Technological innovations of today and of the future

  • Awareness
  • 23/11/2016
  • Noelia, Youth moderator

This week, 19 youth panellists from across Europe are meeting in Luxembourg at the European Youth Panel (YEP). This annual event precedes the Safer Internet Forum (SIF) 2016, where the participating youth also input to high-level discussions with multiple stakeholders on creating a better internet. Here, one of the youth moderators of YEP, Noelia, provides her views on the technological innovations of today and of the future.
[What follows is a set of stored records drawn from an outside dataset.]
//! Error types for LLM access.

use thiserror::Error;

/// Result type for LLM operations
pub type LlmResult<T> = Result<T, LlmError>;

/// LLM errors
#[derive(Error, Debug)]
pub enum LlmError {
    /// A required environment variable is missing or empty
    #[error("{0} is not set. Put it in your .env file or export it.")]
    MissingEnv(String),

    /// The MODEL string names a provider we do not speak to
    #[error("Unsupported model provider '{provider}' in '{model}'")]
    UnsupportedProvider { provider: String, model: String },

    /// The MODEL string is empty or has no model name
    #[error("Invalid MODEL value '{0}', expected <provider>/<model>")]
    InvalidModel(String),

    /// Request could not be sent
    #[error("Network error: {0}")]
    Network(#[from] reqwest::Error),

    /// Provider answered with a non-success status
    #[error("{provider} API error {status}: {body}")]
    Api {
        provider: String,
        status: u16,
        body: String,
    },

    /// Response body did not have the expected shape
    #[error("Invalid response: {0}")]
    InvalidResponse(String),
}

impl LlmError {
    /// Whether this error comes from configuration rather than the remote call.
    pub fn is_configuration(&self) -> bool {
        matches!(
            self,
            Self::MissingEnv(_) | Self::InvalidModel(_) | Self::UnsupportedProvider { .. }
        )
    }
}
"Technological innovations are happening right now. There is always something new to achieve, something better, smarter, easier. It happens so frequently that we have even grown used to it. There is little, if anything, that can make us hold our breath nowadays. Few innovations are capable of defying our expectations of the technology we rejoice in every single day.
"First and foremost, I have to say that when it comes to me, I would say I have a more traditional view on the subject. This usually surprises many, because it is expected that young generations are so used to technology that they don't have a problem embracing it. And they are right; the younger generations do tend to grow up expecting more and more advanced technology to meet their new demands. Indeed, it has come to a time when technology is no longer considered a luxury, but a need. Schools are beginning to reject hand-written essays and universities post every test and essential information on their courses online. Sometimes one can only wonder how is it that older generations could live without the internet and all the handy technology that allows us to live more comfortable lives. However, within the younger generations there are many subdivisions: it is illogical to think that young person born in the noughties behave and have similar attitudes to even-younger generations.
"I consider myself to be part of what I call the ‘nostalgic generation'. I came up with this concept to reflect how we are a borderline generation. We have experienced both the noughties yet also the new boom in social media. We were initially the ones which were first targeted by big brands such as Instagram, Twitter, and so on. The term nostalgic arises from the fact that we are one of the few generations that have an attitude towards technology that can be classified within the middle of a spectrum: neither black nor white, but more a combination of both together. We are the consumers of social media, the binge watchers of Netflix, the influencers and YouTubers that are currently taking over. Yet we also feel uncomfortable with the idea of being stuck in a virtual life. We are also a generation that has lived without technology and therefore recognise, almost subconsciously, how much potential it has to ruin life as we know it.
"What do I mean by ‘ruining' our life? It sounds cynical and it is really. It refers to the idea that the new technologies can have the power to numb us, to take over our reality and give us a hiding place when we're afraid of confronting real life. Social media is being revised nowadays by psychologists and sociologists. Isn't it funny how social media is referred to as a connecting device, but only seems to divide us? Perspectives vary, of course, and not everything is bad. Technologies empower us, making us more knowledgeable in many cases, help us stay connected with those who are far away, help us to work faster and more cost-efficiently, save us time and money, and so on. Yes, the world is embarking on a technological era that will potentially alter the way in which we perceive the planet that surrounds us, the way we interact with each other and understand life as a whole.
"On the other hand, when we talk about artificial intelligence (AI) it is hard to argue for it completely: to support it without taking into considerations the possible and most probable consequences it comes with. I believe that every generation will relate to this position. Who wouldn't want to have a robot make their lives easier? Cook? Clean? Do everything we, as humans, don't want to do? However, it is a very controversial topic that makes us wonder whether being able to avoid doing everything we don't want to do is actually beneficial. Many question whether we would lose ourselves in the process of this technological improvement. Would we? There has always been an underlying fear of robots being able to take over, to rebel, and to act out. This, as well as the fear of not knowing how smart these technologies could be, and how much would we owe them in such case. The question is not only moral but also economic. If we have self-sufficient robots that work for us, wouldn't jobs be at risk?
"In conclusion, I am a nostalgic. One that isn't afraid of saying technology isn't everything. Technology shouldn't be everything. Technology should be a tool and not a structure of our lives. I think we should be able to use it to our benefit, to grow and learn from it but not depend on it."
The views and opinions expressed in this article are those of the author and do not necessarily reflect the views of the Better Internet for Kids Portal, European Schoolnet, the European Commission or any related organisations or parties.